Getting Ready for AI Search in Future Travel

April 24, 2024
Technology

The world of search marketing is about to be turned on its head thanks to the rise of AI-powered search. Google, the reigning king of search advertising with a massive $175 billion ad revenue stream in 2023, won't go down without a fight. 

Even if its search dominance starts crumbling, its web crawling and indexing capabilities will still be a crucial data source for any AI upstarts looking to dethrone it.

For the travel industry, this AI search revolution means big changes are coming. Forget scrolling through pages of boring blue links - the new battleground will be getting your content featured and cited in the AI's direct answer snippets. 

The usual search engine optimization (SEO) tactics might not cut it anymore. Travel brands will need to figure out how to signal relevance to AI engines and outmaneuver competitors' domain authority.

Some early tips? Sprinkling in quotes, stats, and citations could boost your visibility. But those are likely short-term band aid fixes. The real long-term play is optimizing your content with structured data to help AI crawlers deeply understand what you offer. Think Schema.org markup, rich results like carousels, etc. It's gonna be an ever-evolving game of tweaking and testing to stay on top.

On the advertising front, those little blue ad links are living on borrowed time too. Google knows its ad cash cow is at risk, so you can bet your bottom dollar that sponsored listings will start getting injected directly into AI answer snippets. 

We're already seeing this on Bing's Copilot. Paid search as we know it may be headed for obsolescence - the future is wider AI ad integrations across Google's services, guided by automated algorithms and user data mines.

But wait, there's more! When an AI result covers a hotel, airline, or other travel business, it won't just regurgitate facts. It'll also digest and summarize opinions and reviews from across the web. So if too many folks are griping about your resort fees or lobby lines, that negativity will be front and center in the AI's output. Yikes.

In this brave new world of AI-powered travel search, simply optimizing keywords and website health won't cut it anymore. Success will hinge on coordinated efforts across marketing, social media, operations, and customer experience teams. Actively shaping positive sentiments, glowing reviews, and a stellar online reputation will be just as important as traditional metrics. 

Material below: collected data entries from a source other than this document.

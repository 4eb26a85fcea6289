/// Table compilation: `start[-end] content` sources into range tables.

use std::collections::HashMap;
use std::path::{Path, PathBuf};
use thiserror::Error;
use tracing::{debug, warn};

use crate::schema::table::RangeTable;

#[derive(Debug, Error)]
pub enum TableError {
    #[error("cannot read table source '{}': {source}", path.display())]
    Io {
        path: PathBuf,
        #[source]
        source: std::io::Error,
    },
}

/// Registry key for a table or block name.
pub fn table_key(name: &str) -> String {
    name.trim().to_lowercase()
}

/// Separator-insensitive form used to match user-supplied start names:
/// lowercased with `-` and `_` removed.
pub fn loose_key(name: &str) -> String {
    name.trim()
        .chars()
        .filter(|c| *c != '-' && *c != '_')
        .flat_map(char::to_lowercase)
        .collect()
}

/// Table name for a source file: its lowercased stem.
pub fn table_name(path: &Path) -> Option<String> {
    path.file_stem()
        .and_then(|s| s.to_str())
        .map(|s| s.to_lowercase())
}

/// Whether a trimmed source line carries no content.
pub(crate) fn is_blank_or_comment(trimmed: &str) -> bool {
    trimmed.is_empty() || trimmed.starts_with('#')
}

/// Match `^(\d+)(?:-(\d+))?\s+(.+)$` against a trimmed line, returning
/// `(start, end, content)`. A missing end equals the start.
pub fn parse_range_line(line: &str) -> Option<(u32, u32, &str)> {
    let (start, rest) = leading_number(line)?;
    let (end, rest) = match rest.strip_prefix('-') {
        Some(after_dash) => leading_number(after_dash)?,
        None => (start, rest),
    };

    let content = rest.trim_start();
    if content.len() == rest.len() || content.is_empty() {
        return None;
    }
    Some((start, end, content.trim_end()))
}

fn leading_number(s: &str) -> Option<(u32, &str)> {
    let digits = s.bytes().take_while(u8::is_ascii_digit).count();
    if digits == 0 {
        return None;
    }
    let value = s[..digits].parse().ok()?;
    Some((value, &s[digits..]))
}

/// Build a table from lines, one entry per declared range.
/// Blank lines, `#` comments, and lines that are not range lines are skipped.
pub fn parse_inline_table<I, S>(lines: I) -> RangeTable
where
    I: IntoIterator<Item = S>,
    S: AsRef<str>,
{
    let mut table = RangeTable::new();
    for line in lines {
        let line = line.as_ref().trim();
        if is_blank_or_comment(line) {
            continue;
        }
        if let Some((start, end, content)) = parse_range_line(line) {
            table.push_range(start, end, content);
        }
    }
    table
}

/// Parse the full text of a `.tab` source.
pub fn parse_table_source(text: &str) -> RangeTable {
    parse_inline_table(text.lines())
}

pub fn parse_table_file(path: &Path) -> Result<RangeTable, TableError> {
    let text = std::fs::read_to_string(path).map_err(|source| TableError::Io {
        path: path.to_path_buf(),
        source,
    })?;
    Ok(parse_table_source(&text))
}

/// Compile table files keyed by [`table_name`]. Later files replace earlier
/// files with the same name. With `skip_unreadable`, files that cannot be
/// read are logged and left out; otherwise the first failure is returned.
pub fn compile_tables(
    files: &[PathBuf],
    skip_unreadable: bool,
) -> Result<HashMap<String, RangeTable>, TableError> {
    let mut tables = HashMap::new();
    for path in files {
        let Some(name) = table_name(path) else {
            continue;
        };
        match parse_table_file(path) {
            Ok(table) => {
                debug!(table = %name, path = %path.display(), ranges = table.len(), "loaded table");
                tables.insert(name, table);
            }
            Err(e) if skip_unreadable => warn!(%e, "skipping table source"),
            Err(e) => return Err(e),
        }
    }
    Ok(tables)
}
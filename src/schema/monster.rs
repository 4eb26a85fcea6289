use serde::{Deserialize, Serialize};

/// Column headings of a bestiary row, in file order.
pub const STAT_COLUMNS: [&str; 12] = [
    "Monster",
    "WS",
    "BS",
    "S",
    "T",
    "Sp",
    "Br",
    "Int",
    "W",
    "DD",
    "PV",
    "Equipment",
];

/// A bestiary row. The first field is the monster's name; the rest are
/// stats as written in the source file.
#[derive(Debug, Clone, PartialEq, Eq, Serialize, Deserialize)]
pub struct MonsterRecord {
    pub fields: Vec<String>,
}

impl MonsterRecord {
    pub fn new(fields: Vec<String>) -> Self {
        Self { fields }
    }

    pub fn name(&self) -> &str {
        self.fields.first().map(|s| s.trim()).unwrap_or("")
    }
}

#[cfg(test)]
mod tests {
    use super::*;

    #[test]
    fn name_is_trimmed_first_field() {
        let record = MonsterRecord::new(vec![" Clanrat ".to_string(), "3".to_string()]);
        assert_eq!(record.name(), "Clanrat");
        assert_eq!(MonsterRecord::new(Vec::new()).name(), "");
    }
}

After all, what's the point of visibility if the AI is telling folks to avoid your subpar business?

As an industry vet, I've seen travel marketing yo-yo through countless tech revolutions over the decades. But this AI tsunami feels different - a fundamental paradigm shift in how we'll need to operate and win at the moment of search inspiration and purchase intent. 

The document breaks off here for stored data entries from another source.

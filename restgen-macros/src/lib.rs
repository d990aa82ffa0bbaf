//! # restgen-macros
//!
//! `#[rest_builder]` generates the request builder for an annotated trait in
//! place, as the `restgen` binary would in a separate file.

mod expand;

use proc_macro::TokenStream;

/// Generates the builder, constructors and callback trait for an annotated
/// trait, keeping the trait itself unchanged.
///
/// # Attributes
/// - `runtime` - path of the runtime module (default `::restgen::restclient`)
///
/// # Example
/// ```ignore
/// #[rest_builder]
/// /// @GET("/photos/{id}")
/// pub trait GetPhotoDetailsRequestBuilder {
///     /// @PATH("id")
///     fn photo_id(self, id: String) -> Self;
///
///     /// @SYNC("Photo")
///     fn run(self) -> restclient::Result<Photo>;
/// }
///
/// let photo = GetPhotoDetailsRequestBuilderImpl::new()
///     .photo_id("42".into())
///     .run()?;
/// ```
#[proc_macro_attribute]
pub fn rest_builder(args: TokenStream, input: TokenStream) -> TokenStream {
    expand::rest_builder_impl(args.into(), input.into()).into()
}
//! Structural printing of signatures and types, as written in the source.
//!
//! `quote`'s `to_string` spaces every token (`& some :: Pointer`), which is
//! fine for compilers but not for log lines and docs.

use quote::ToTokens;
use syn::{
    FnArg, GenericArgument, Pat, Path, PathArguments, ReturnType, Signature, Type,
    TypeParamBound,
};

/// `"name type"` pairs of the non-receiver parameters, joined by `,`.
pub fn params_list(sig: &Signature) -> String {
    sig.inputs
        .iter()
        .filter_map(|arg| match arg {
            FnArg::Typed(pt) => Some(format!("{} {}", pat_name(&pt.pat), type_expr(&pt.ty))),
            FnArg::Receiver(_) => None,
        })
        .collect::<Vec<_>>()
        .join(",")
}

fn pat_name(pat: &Pat) -> String {
    match pat {
        Pat::Ident(p) => p.ident.to_string(),
        Pat::Wild(_) => "_".to_string(),
        other => compact(other),
    }
}

/// Print a type the way it was written: `&some::Pointer`, `Option<Vec<u8>>`.
pub fn type_expr(ty: &Type) -> String {
    match ty {
        Type::Array(a) => format!("[{}; {}]", type_expr(&a.elem), compact(&a.len)),
        Type::Group(g) => type_expr(&g.elem),
        Type::ImplTrait(t) => format!("impl {}", bounds(t.bounds.iter())),
        Type::Infer(_) => "_".to_string(),
        Type::Never(_) => "!".to_string(),
        Type::Paren(p) => format!("({})", type_expr(&p.elem)),
        Type::Path(tp) if tp.qself.is_none() => path_expr(&tp.path),
        Type::Ptr(p) => {
            let qualifier = if p.mutability.is_some() { "mut" } else { "const" };
            format!("*{} {}", qualifier, type_expr(&p.elem))
        }
        Type::Reference(r) => {
            let mut out = String::from("&");
            if let Some(lifetime) = &r.lifetime {
                out.push_str(&format!("'{} ", lifetime.ident));
            }
            if r.mutability.is_some() {
                out.push_str("mut ");
            }
            out.push_str(&type_expr(&r.elem));
            out
        }
        Type::Slice(s) => format!("[{}]", type_expr(&s.elem)),
        Type::TraitObject(t) => format!("dyn {}", bounds(t.bounds.iter())),
        Type::Tuple(t) if t.elems.len() == 1 => format!("({},)", type_expr(&t.elems[0])),
        Type::Tuple(t) => format!(
            "({})",
            t.elems.iter().map(type_expr).collect::<Vec<_>>().join(", ")
        ),
        other => compact(other),
    }
}

fn path_expr(path: &Path) -> String {
    let mut out = String::new();
    if path.leading_colon.is_some() {
        out.push_str("::");
    }
    let segments: Vec<String> = path
        .segments
        .iter()
        .map(|seg| {
            let mut s = seg.ident.to_string();
            match &seg.arguments {
                PathArguments::None => {}
                PathArguments::AngleBracketed(ab) => {
                    if ab.colon2_token.is_some() {
                        s.push_str("::");
                    }
                    let args: Vec<String> = ab.args.iter().map(generic_arg).collect();
                    s.push_str(&format!("<{}>", args.join(", ")));
                }
                PathArguments::Parenthesized(p) => {
                    let inputs: Vec<String> = p.inputs.iter().map(type_expr).collect();
                    s.push_str(&format!("({})", inputs.join(", ")));
                    if let ReturnType::Type(_, ty) = &p.output {
                        s.push_str(&format!(" -> {}", type_expr(ty)));
                    }
                }
            }
            s
        })
        .collect();
    out.push_str(&segments.join("::"));
    out
}

fn generic_arg(arg: &GenericArgument) -> String {
    match arg {
        GenericArgument::Type(ty) => type_expr(ty),
        GenericArgument::Lifetime(l) => format!("'{}", l.ident),
        GenericArgument::AssocType(a) => format!("{} = {}", a.ident, type_expr(&a.ty)),
        other => compact(other),
    }
}

fn bounds<'a>(bounds: impl Iterator<Item = &'a TypeParamBound>) -> String {
    bounds
        .map(|bound| match bound {
            TypeParamBound::Trait(t) => {
                let maybe = if matches!(t.modifier, syn::TraitBoundModifier::Maybe(_)) {
                    "?"
                } else {
                    ""
                };
                format!("{}{}", maybe, path_expr(&t.path))
            }
            TypeParamBound::Lifetime(l) => format!("'{}", l.ident),
            other => compact(other),
        })
        .collect::<Vec<_>>()
        .join(" + ")
}

/// Token print with the spacing `quote` adds around punctuation removed.
fn compact(tokens: &dyn ToTokens) -> String {
    tokens
        .to_token_stream()
        .to_string()
        .replace(" :: ", "::")
        .replace(":: ", "::")
        .replace(" < ", "<")
        .replace(" >", ">")
        .replace("& ", "&")
}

Those who get cracking on an AI-readiness game plan today will be better positioned to ride the coming tidal wave. The procrastinators, well...they might just get beached.

Early Research on AI Search Result Composition

The article cites some interesting early research on the typical makeup of AI-generated search result content:

  • For travel queries, Google's AI (SGE) featured an average of 4.3 unique domains in its answers, with only 62% of those links coming from the top 10 organic results for the same query.
  • For travel queries answered by Perplexity AI, the average number of website links cited was 5.28. The overlap between domains referenced by Perplexity and Google SGE for travel queries was 60% - higher than the 20% overlap seen in general e-commerce queries.
  • Of the top 10 displayed domains across Google SGE and Perplexity for travel queries, 5 were leading metasearch engines and OTAs like Expedia, Booking.com, etc.

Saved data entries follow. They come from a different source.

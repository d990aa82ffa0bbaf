//! # restgen
//!
//! Generates fluent HTTP request builders from annotated trait declarations.
//!
//! A trait tagged with an endpoint annotation in its doc comment describes one
//! HTTP operation. Each method is tagged with how its argument reaches the
//! request, and one or two terminal methods send it:
//!
//! ```ignore
//! /// @GET("/photos/{id}")
//! pub trait GetPhotoDetailsRequestBuilder {
//!     /// @PATH("id")
//!     fn photo_id(self, id: String) -> Self;
//!
//!     /// @QUERY("image_size")
//!     fn image_size(self, size: u32) -> Self;
//!
//!     /// @SYNC("GetPhotoDetailsResponse")
//!     fn run(self) -> restclient::Result<GetPhotoDetailsResponse>;
//!
//!     /// @ASYNC("GetPhotoDetailsCallback")
//!     fn run_async(self, callback: Box<dyn GetPhotoDetailsCallback>);
//! }
//! ```
//!
//! For every such trait the generator emits a `<Trait>Impl` builder, its
//! constructors, the callback trait and the trait impl. Generation runs either
//! ahead of time through the `restgen` binary, which writes a sibling
//! `<stem>_restgen.rs` file, or inline through the `#[rest_builder]` attribute
//! of `restgen-macros`.
//!
//! ## Tags
//! - `@GET`, `@POST`, `@PUT`, `@DELETE` `("path")` - on the trait
//! - `@PATH`, `@QUERY`, `@HEADER`, `@FORM`, `@MULTIPART` `("key")` - setters
//! - `@BODY` - setter whose argument is sent as the JSON body
//! - `@SYNC("ResultType")` - blocking terminal
//! - `@ASYNC("CallbackTrait")` - terminal running on a spawned thread
//!
//! Generated code calls into [`restclient`], which holds the registered HTTP
//! client.
//!
//! ## Using generated files
//!
//! A generated `<stem>_restgen.rs` holds items only, with no `use` lines and no
//! module of its own. Include it from the module that declares the traits:
//!
//! ```ignore
//! // src/photos.rs
//! use restgen::restclient;
//!
//! /// @GET("/photos/{id}")
//! pub trait GetPhoto { /* ... */ }
//!
//! include!("photos_restgen.rs");
//! ```
//!
//! Names are resolved in that module. The trait, the `@SYNC` result types and
//! anything the method signatures mention must be in scope there. Runtime items
//! are referenced through the absolute `--runtime` path. With `--out-dir`, give
//! `include!` the generated file's path relative to the declaring file.

pub mod codegen;
pub mod error;
pub mod ir;
pub mod output;
pub mod parse;
pub mod render;
pub mod restclient;
pub mod scan;

use proc_macro2::TokenStream;
use syn::ItemTrait;

pub use codegen::{BANNER, GeneratorOptions, generate, generate_tokens};
pub use error::{Error, Location, Result};
pub use ir::Endpoint;

/// Generate builders for every annotated trait of a source file.
///
/// Returns `None` when the file declares no annotated trait. One bad trait
/// fails the whole file.
pub fn generate_source(source: &str, options: &GeneratorOptions) -> Result<Option<String>> {
    let file = syn::parse_file(source)?;

    let mut tokens = TokenStream::new();
    let mut count = 0usize;
    for decl in scan::scan(&file) {
        let endpoint = ir::build(&decl)?;
        tokens.extend(generate_tokens(&endpoint, options));
        count += 1;
    }

    if count == 0 {
        return Ok(None);
    }
    tracing::debug!(endpoints = count, "generated endpoints");
    codegen::format_file(tokens).map(Some)
}

/// Generate the items for a single trait, as the attribute macro does.
///
/// Unlike [`generate_source`], a trait without an endpoint tag is an error.
pub fn expand_trait(item: &ItemTrait, options: &GeneratorOptions) -> Result<TokenStream> {
    let decl = scan::InterfaceDecl::new(item);
    let endpoint = ir::build(&decl)?;
    Ok(generate_tokens(&endpoint, options))
}

#[cfg(test)]
mod tests {
    use super::*;

    #[test]
    fn files_without_annotations_generate_nothing() {
        let source = "pub trait Plain { fn noop(&self); }";
        assert!(
            generate_source(source, &GeneratorOptions::default())
                .unwrap()
                .is_none()
        );
    }

    #[test]
    fn one_file_can_declare_several_endpoints() {
        let source = r#"
            /// @GET("/photos")
            pub trait ListPhotos {
                /// @SYNC("String")
                fn run(self) -> restclient::Result<String>;
            }

            /// @DELETE("/photos/{id}")
            pub trait DeletePhoto {
                /// @PATH("id")
                fn id(self, id: u64) -> Self;
                /// @SYNC("String")
                fn run(self) -> restclient::Result<String>;
            }
        "#;
        let code = generate_source(source, &GeneratorOptions::default())
            .unwrap()
            .unwrap();
        assert!(code.starts_with(BANNER));
        assert!(code.contains("pub struct ListPhotosImpl"));
        assert!(code.contains("pub struct DeletePhotoImpl"));
        assert_eq!(code.matches(BANNER).count(), 1);
    }

    #[test]
    fn syntax_errors_are_reported() {
        let err = generate_source("pub trait {", &GeneratorOptions::default()).unwrap_err();
        assert!(matches!(err, Error::Syntax(_)));
    }

    #[test]
    fn expand_trait_requires_endpoint_tag() {
        let item: ItemTrait = syn::parse_quote! {
            trait Untagged {
                fn run(self) -> Result<String, Error>;
            }
        };
        let err = expand_trait(&item, &GeneratorOptions::default()).unwrap_err();
        assert!(matches!(err, Error::MissingEndpointAnnotation { .. }));
    }
}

The Importance of Embracing AI Ads

The article drives home the importance of preparing for the new era of AI-integrated advertising experiences:

  • Google knows user clicks on traditional ad links will decline as more AI-powered answers take over prime search real estate. Their ad revenue golden goose is at risk.
  • To secure this revenue stream, Google plans to directly inject sponsored ad placements into the AI's own summarized answers, much like Bing is already doing with its Copilot.
  • Travel marketers should start gaining experience with Google's Performance Max campaign model, which leverages search intent to automatically place ads across Google's network using machine learning optimization.

The key takeaway: Getting ahead of the curve on this automated, AI-driven ad paradigm will be crucial for visibility as traditional search ad formats get displaced.